### What to work on
What lines in the records below mention "needed"? List them all.

++++ Data for analysis

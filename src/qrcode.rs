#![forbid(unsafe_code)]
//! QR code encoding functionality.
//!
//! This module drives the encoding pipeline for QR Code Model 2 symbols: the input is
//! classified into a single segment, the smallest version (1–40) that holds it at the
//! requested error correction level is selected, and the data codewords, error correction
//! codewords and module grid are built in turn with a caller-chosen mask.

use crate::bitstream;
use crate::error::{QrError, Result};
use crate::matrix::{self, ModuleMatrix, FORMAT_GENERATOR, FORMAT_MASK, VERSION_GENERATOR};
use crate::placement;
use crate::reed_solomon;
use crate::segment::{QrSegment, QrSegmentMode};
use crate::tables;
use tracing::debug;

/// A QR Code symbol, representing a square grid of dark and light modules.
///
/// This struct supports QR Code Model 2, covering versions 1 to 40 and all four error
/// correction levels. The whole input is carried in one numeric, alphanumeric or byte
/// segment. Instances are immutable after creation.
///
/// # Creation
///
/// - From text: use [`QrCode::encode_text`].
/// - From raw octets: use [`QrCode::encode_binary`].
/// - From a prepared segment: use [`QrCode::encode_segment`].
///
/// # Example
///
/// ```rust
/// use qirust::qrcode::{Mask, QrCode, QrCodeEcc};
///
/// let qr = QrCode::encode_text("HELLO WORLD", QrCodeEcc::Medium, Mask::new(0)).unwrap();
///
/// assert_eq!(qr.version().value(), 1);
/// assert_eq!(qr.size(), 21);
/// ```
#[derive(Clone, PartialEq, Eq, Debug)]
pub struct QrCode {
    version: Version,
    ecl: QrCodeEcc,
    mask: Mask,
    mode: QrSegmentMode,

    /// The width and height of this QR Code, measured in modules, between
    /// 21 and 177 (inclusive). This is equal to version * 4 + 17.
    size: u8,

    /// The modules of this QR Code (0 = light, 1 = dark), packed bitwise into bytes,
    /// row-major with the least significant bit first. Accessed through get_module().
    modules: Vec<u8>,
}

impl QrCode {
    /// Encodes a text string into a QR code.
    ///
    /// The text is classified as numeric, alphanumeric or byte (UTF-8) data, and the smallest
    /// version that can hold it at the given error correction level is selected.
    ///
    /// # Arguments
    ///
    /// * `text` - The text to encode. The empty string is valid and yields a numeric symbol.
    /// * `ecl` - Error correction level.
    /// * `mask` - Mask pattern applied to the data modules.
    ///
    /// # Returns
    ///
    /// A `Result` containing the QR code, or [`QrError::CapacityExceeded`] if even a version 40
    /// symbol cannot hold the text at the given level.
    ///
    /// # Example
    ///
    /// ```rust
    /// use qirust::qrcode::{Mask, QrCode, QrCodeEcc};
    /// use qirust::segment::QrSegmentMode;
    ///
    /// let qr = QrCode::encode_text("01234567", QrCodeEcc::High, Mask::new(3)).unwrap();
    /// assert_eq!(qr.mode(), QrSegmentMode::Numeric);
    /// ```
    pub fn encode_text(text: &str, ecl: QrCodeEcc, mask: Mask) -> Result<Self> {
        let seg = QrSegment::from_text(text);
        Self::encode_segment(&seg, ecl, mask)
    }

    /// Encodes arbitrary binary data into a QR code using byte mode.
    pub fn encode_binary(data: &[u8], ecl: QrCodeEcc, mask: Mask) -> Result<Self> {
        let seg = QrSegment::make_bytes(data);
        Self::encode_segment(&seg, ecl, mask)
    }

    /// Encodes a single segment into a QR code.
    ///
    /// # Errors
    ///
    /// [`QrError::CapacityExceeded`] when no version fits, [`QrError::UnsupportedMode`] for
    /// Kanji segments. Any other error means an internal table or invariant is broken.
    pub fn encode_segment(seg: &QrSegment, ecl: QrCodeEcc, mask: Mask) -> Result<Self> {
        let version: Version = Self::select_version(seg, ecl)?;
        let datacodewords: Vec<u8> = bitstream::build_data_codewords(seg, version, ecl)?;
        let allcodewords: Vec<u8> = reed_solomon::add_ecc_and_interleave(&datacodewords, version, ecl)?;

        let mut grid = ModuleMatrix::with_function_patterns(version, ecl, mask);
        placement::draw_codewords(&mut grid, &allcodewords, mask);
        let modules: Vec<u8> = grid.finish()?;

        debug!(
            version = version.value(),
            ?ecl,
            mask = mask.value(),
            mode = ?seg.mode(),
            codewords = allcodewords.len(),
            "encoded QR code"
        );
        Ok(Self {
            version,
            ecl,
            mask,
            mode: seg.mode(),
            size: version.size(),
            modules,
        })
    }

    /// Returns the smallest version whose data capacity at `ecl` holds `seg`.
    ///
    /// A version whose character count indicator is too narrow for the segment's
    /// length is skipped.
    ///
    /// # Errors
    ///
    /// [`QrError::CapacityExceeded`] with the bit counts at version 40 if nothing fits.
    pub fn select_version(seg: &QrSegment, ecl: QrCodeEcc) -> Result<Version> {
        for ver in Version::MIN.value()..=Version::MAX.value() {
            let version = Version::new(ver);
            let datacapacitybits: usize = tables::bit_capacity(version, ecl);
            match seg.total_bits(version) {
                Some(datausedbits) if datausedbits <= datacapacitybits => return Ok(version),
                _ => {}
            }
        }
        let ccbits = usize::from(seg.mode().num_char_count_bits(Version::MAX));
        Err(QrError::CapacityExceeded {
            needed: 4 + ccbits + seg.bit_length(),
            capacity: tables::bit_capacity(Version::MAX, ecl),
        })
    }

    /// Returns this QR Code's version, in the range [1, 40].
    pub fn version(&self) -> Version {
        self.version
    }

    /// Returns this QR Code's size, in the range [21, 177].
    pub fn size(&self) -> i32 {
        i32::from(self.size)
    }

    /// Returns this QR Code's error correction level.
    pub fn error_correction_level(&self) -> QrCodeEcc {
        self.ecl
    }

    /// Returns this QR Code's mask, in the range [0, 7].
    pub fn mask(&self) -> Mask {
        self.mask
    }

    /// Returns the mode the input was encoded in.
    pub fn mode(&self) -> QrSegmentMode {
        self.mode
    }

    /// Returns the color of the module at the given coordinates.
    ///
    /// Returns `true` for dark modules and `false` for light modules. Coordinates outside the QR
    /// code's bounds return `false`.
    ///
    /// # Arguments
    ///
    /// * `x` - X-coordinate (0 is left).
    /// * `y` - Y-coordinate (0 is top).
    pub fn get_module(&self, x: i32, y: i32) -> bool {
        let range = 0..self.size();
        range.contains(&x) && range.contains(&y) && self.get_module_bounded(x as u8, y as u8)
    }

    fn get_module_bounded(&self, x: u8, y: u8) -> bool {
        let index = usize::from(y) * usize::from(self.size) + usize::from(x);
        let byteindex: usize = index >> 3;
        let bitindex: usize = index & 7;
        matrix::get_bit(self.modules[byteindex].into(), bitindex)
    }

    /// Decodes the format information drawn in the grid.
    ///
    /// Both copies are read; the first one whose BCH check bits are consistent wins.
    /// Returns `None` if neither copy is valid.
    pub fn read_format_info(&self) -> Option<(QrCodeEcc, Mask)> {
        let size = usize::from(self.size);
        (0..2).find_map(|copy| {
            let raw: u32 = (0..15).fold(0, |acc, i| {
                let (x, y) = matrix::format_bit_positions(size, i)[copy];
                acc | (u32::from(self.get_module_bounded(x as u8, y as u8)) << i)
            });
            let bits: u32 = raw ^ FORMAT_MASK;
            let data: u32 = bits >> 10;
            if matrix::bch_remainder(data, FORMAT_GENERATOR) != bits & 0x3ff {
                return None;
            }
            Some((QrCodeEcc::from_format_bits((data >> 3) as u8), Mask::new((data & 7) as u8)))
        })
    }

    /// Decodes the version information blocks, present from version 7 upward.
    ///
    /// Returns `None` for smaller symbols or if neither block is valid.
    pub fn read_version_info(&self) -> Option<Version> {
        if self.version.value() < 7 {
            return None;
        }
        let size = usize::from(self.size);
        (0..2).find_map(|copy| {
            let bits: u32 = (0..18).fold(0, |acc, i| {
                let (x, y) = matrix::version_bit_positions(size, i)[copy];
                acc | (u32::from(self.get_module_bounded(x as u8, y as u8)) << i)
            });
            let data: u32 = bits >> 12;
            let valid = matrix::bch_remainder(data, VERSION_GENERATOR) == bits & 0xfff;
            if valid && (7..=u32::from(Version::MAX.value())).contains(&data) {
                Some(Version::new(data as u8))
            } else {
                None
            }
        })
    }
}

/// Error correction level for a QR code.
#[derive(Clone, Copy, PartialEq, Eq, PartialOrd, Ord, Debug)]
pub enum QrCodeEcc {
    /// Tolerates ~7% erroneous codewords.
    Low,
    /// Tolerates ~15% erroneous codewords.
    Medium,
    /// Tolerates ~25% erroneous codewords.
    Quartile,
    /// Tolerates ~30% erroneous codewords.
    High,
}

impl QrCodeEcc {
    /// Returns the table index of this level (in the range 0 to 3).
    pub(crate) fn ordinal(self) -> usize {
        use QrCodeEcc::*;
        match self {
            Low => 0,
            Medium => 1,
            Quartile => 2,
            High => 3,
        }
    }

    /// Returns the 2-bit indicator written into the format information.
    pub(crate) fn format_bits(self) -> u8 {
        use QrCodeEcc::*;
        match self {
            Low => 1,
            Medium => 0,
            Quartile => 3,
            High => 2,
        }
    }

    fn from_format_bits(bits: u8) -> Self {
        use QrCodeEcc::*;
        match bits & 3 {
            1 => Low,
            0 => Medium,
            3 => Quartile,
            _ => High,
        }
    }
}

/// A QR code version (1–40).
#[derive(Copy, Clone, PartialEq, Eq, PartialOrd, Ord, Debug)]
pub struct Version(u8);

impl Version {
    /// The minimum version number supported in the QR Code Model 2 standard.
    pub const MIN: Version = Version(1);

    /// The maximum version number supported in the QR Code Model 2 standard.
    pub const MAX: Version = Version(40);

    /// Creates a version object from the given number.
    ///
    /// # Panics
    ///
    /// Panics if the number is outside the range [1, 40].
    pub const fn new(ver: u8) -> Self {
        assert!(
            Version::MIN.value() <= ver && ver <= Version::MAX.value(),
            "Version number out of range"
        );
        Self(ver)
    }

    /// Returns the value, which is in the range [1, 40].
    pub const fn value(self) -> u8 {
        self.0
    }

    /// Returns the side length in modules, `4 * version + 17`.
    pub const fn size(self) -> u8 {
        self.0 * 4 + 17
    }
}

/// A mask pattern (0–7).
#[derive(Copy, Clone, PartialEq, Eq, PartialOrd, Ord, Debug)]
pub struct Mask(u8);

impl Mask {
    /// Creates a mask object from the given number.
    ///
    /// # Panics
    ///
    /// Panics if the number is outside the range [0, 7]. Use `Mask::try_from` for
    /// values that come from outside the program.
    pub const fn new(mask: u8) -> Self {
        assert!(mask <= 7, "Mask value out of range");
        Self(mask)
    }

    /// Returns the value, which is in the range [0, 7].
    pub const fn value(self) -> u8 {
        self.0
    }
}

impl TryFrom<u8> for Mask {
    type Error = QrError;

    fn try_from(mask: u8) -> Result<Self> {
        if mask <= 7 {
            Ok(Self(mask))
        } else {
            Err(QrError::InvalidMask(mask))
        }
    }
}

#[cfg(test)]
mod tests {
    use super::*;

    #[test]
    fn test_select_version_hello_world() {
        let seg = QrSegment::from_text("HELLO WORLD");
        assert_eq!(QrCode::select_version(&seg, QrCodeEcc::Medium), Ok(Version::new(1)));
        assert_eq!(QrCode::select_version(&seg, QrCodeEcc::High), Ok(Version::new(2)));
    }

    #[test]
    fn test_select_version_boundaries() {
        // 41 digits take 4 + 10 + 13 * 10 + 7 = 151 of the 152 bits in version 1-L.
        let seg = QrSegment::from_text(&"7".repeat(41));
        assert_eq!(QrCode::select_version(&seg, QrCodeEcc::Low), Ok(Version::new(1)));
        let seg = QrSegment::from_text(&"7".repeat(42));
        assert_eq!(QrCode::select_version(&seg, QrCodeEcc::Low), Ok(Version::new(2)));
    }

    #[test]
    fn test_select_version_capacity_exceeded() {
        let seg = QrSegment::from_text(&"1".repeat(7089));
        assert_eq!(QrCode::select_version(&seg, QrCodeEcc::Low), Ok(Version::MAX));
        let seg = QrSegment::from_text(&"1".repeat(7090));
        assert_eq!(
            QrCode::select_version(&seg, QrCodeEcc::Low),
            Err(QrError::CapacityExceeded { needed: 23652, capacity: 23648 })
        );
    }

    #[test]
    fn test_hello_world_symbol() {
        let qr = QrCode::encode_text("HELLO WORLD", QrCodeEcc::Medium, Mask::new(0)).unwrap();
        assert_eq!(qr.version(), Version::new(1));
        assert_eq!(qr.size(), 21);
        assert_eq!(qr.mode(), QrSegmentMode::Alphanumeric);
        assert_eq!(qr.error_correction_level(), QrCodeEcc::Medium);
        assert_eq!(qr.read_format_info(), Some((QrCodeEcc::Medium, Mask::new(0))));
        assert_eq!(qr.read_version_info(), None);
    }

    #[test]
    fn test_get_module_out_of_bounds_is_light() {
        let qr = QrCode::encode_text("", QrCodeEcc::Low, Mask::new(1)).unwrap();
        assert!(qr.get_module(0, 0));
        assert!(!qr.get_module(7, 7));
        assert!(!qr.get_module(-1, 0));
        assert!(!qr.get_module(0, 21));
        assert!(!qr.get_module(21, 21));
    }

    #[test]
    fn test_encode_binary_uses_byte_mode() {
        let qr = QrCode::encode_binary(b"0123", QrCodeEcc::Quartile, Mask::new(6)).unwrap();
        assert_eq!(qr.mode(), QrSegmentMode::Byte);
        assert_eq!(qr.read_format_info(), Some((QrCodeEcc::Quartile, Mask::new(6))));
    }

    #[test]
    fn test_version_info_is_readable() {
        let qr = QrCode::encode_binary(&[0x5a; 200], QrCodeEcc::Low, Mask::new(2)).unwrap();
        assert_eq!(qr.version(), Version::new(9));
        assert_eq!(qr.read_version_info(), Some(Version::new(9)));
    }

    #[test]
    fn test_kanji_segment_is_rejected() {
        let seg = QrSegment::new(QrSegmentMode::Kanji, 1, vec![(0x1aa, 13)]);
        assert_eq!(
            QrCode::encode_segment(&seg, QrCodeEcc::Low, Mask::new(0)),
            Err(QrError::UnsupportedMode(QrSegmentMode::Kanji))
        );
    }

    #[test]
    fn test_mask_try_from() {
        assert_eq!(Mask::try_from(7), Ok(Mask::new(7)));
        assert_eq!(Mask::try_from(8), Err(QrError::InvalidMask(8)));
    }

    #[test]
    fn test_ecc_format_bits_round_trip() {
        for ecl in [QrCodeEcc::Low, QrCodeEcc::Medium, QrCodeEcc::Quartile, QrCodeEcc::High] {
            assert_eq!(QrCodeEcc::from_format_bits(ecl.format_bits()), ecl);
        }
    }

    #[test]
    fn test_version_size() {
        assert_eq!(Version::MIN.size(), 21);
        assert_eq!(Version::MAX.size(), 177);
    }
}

++++++++

### Answer section
            needed: 4 + ccbits + seg.bit_length(),
            Err(QrError::CapacityExceeded { needed: 23652, capacity: 23648 })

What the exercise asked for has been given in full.